In New York, during a briefing to the U.N. Security Council on the Ebola response, the U.N. system coordinator for Ebola, Dr. David Nabarro, said the U.N. will need $1.5 billion through March 2015 to cover the response effort. Currently, there is a $600-million shortfall.
Nabarro told reporters the U.N. is making progress in reaching goals to stop the spread of Ebola.
“I think we are pretty confident that the 70 percent safe burials is probably, in most places now, being achieved. The 70 percent of people with Ebola under treatment -- we are moving rapidly in that direction; I can’t say at this stage whether or not we will reach it," said Nabarro. "So confident, no, but very pleased with the way in which things have advanced on access to treatment, yes.”
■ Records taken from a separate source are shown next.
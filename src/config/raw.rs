//! Raw TOML deserialization types.
//!
//! These structs mirror the TOML file shape and use `serde` defaults, so an
//! empty document resolves to a complete configuration.
//! The `load` module converts them into the public `types` structs.

use serde::Deserialize;

// ── Top-level ────────────────────────────────────────────────────────────────

/// Raw TOML shape — serde target before resolution.
#[derive(Deserialize, Default)]
pub(super) struct RawConfig {
    #[serde(default)]
    pub app: RawApp,
    #[serde(default)]
    pub llm: RawLlm,
    #[serde(default)]
    pub research: RawResearch,
}

#[derive(Deserialize)]
pub(super) struct RawApp {
    #[serde(default = "default_work_dir")]
    pub work_dir: String,
    #[serde(default = "default_log_level")]
    pub log_level: String,
    #[serde(default)]
    pub log_file: Option<String>,
}

impl Default for RawApp {
    fn default() -> Self {
        Self {
            work_dir: default_work_dir(),
            log_level: default_log_level(),
            log_file: None,
        }
    }
}

// ── LLM ──────────────────────────────────────────────────────────────────────

#[derive(Deserialize)]
pub(super) struct RawLlm {
    /// `default = "..."` in `[llm]`; `provider = "..."` is accepted too.
    #[serde(rename = "default", alias = "provider", default = "default_llm_provider")]
    pub provider: String,
    #[serde(default)]
    pub openai: RawOpenAiConfig,
}

impl Default for RawLlm {
    fn default() -> Self {
        Self { provider: default_llm_provider(), openai: RawOpenAiConfig::default() }
    }
}

#[derive(Deserialize)]
pub(super) struct RawOpenAiConfig {
    #[serde(default = "default_openai_api_base_url")]
    pub api_base_url: String,
    #[serde(default = "default_openai_model")]
    pub model: String,
    #[serde(default = "default_openai_mini_model")]
    pub mini_model: String,
    #[serde(default = "default_openai_timeout_seconds")]
    pub timeout_seconds: u64,
    #[serde(default = "default_instructions")]
    pub instructions: String,
    #[serde(default = "default_web_search_tool")]
    pub web_search_tool: String,
    #[serde(default = "default_include")]
    pub include: Vec<String>,
}

impl Default for RawOpenAiConfig {
    fn default() -> Self {
        Self {
            api_base_url: default_openai_api_base_url(),
            model: default_openai_model(),
            mini_model: default_openai_mini_model(),
            timeout_seconds: default_openai_timeout_seconds(),
            instructions: default_instructions(),
            web_search_tool: default_web_search_tool(),
            include: default_include(),
        }
    }
}

// ── Research ─────────────────────────────────────────────────────────────────

#[derive(Deserialize)]
pub(super) struct RawResearch {
    #[serde(default = "default_max_rounds")]
    pub max_rounds: u32,
    #[serde(default = "default_false")]
    pub auto_continue: bool,
    #[serde(default)]
    pub report_dir: Option<String>,
    #[serde(default)]
    pub prompts_dir: Option<String>,
    /// Off by default: the plan request is sent unchained.
    #[serde(default)]
    pub chain_plan_to_questions: bool,
}

impl Default for RawResearch {
    fn default() -> Self {
        Self {
            max_rounds: default_max_rounds(),
            auto_continue: false,
            report_dir: None,
            prompts_dir: None,
            chain_plan_to_questions: false,
        }
    }
}

// ── Defaults ─────────────────────────────────────────────────────────────────

pub(super) fn default_work_dir() -> String { "~/.deep-research".to_string() }
pub(super) fn default_log_level() -> String { "warn".to_string() }
fn default_llm_provider() -> String { "openai".to_string() }
fn default_openai_api_base_url() -> String { "https://api.openai.com/v1/responses".to_string() }
fn default_openai_model() -> String { "gpt-4.1".to_string() }
fn default_openai_mini_model() -> String { "gpt-4.1-mini".to_string() }
fn default_openai_timeout_seconds() -> u64 { 180 }
fn default_instructions() -> String { "You are a deep researcher".to_string() }
fn default_web_search_tool() -> String { "web_search".to_string() }
fn default_include() -> Vec<String> { vec!["web_search_call.results".to_string()] }
fn default_max_rounds() -> u32 { 0 }

fn default_false() -> bool {
    false
}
Council members expressed their support for UNMEER, their concern about the extent of the Ebola outbreak, including in Mali and thanked countries for their contributions.
Earlier Friday, the WHO said the death toll in the Ebola epidemic had risen to 5,459 out of more than 15,000 cases. The cases are in eight countries, with the majority in three West African nations -- Guinea, Liberia and Sierra Leone. It cautions, though, that the number of cases and deaths continue to be underreported, and said Friday that DRC health officials remain on high alert for the disease.
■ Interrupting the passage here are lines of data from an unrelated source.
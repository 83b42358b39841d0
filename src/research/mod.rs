//! Research steps: prompts, model calls and optimistic parsing of replies.
//!
//! ```text
//! topic → clarifying questions → answers → plan → search → evaluate
//!                                                   ↑          │ no
//!                                                   └─ more queries
//!                                                              │ yes
//!                                                          synthesize
//! ```

pub mod agent;
pub mod parse;
pub mod prompt;
pub mod types;

pub use agent::{Clarification, PlannedResearch, ResearchSettings, Researcher};
pub use types::{Collected, CollectedResult, Plan, RoundOutcome, Topic};
//! Application-wide error types.

use thiserror::Error;

use crate::llm::ProviderError;
use crate::research::parse::ParseError;

#[derive(Debug, Error)]
pub enum AppError {
    #[error("config error: {0}")]
    Config(String),

    #[error("logger error: {0}")]
    Logger(String),

    #[error("session error: {0}")]
    Session(String),

    #[error("console error: {0}")]
    Console(String),

    #[error("llm error: {0}")]
    Llm(#[from] ProviderError),

    #[error("unexpected model output: {0}")]
    Parse(#[from] ParseError),

    #[error("io error: {0}")]
    Io(#[from] std::io::Error),
}

#[cfg(test)]
mod tests {
    use super::*;
    use std::error::Error;

    #[test]
    fn config_error_display() {
        let e = AppError::Config("missing field".into());
        assert!(!e.to_string().is_empty());
        assert!(e.to_string().contains("missing field"));
    }

    #[test]
    fn session_error_display() {
        let e = AppError::Session("bad id".into());
        assert!(e.to_string().contains("bad id"));
    }

    #[test]
    fn provider_error_converts() {
        let e: AppError = ProviderError::Request("HTTP 500".into()).into();
        assert!(e.to_string().starts_with("llm error"));
        assert!(e.to_string().contains("HTTP 500"));
    }

    #[test]
    fn parse_error_converts() {
        let e: AppError = ParseError::Plan("expected value".into()).into();
        assert!(e.to_string().contains("unexpected model output"));
    }

    #[test]
    fn io_error_converts() {
        let io_err = std::io::Error::new(std::io::ErrorKind::NotFound, "file missing");
        let e: AppError = io_err.into();
        assert!(e.to_string().contains("io error"));
        let _: &dyn Error = &e;
    }
}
Also Friday, the WHO declared an end to the Ebola outbreak in the Democratic Republic of Congo. The outbreak -- unrelated to the one affecting West Africa -- was centered in Congo's northwestern Equateur province and killed at least 49 people.
The WHO released a statement Friday saying it has been 42 days, or twice the maximum incubation period, since a new case of Ebola has been detected in the DRC. The WHO declaration confirms a statement by the DRC government last week that the outbreak there is over.
Meanwhile, a Cuban doctor who contracted Ebola arrived Friday for treatment in Switzerland, where doctors say he is in stable condition.
The Ebola virus was first discovered in the DRC in 1976, when the country was known as Zaire, and is named after a river in northern Congo.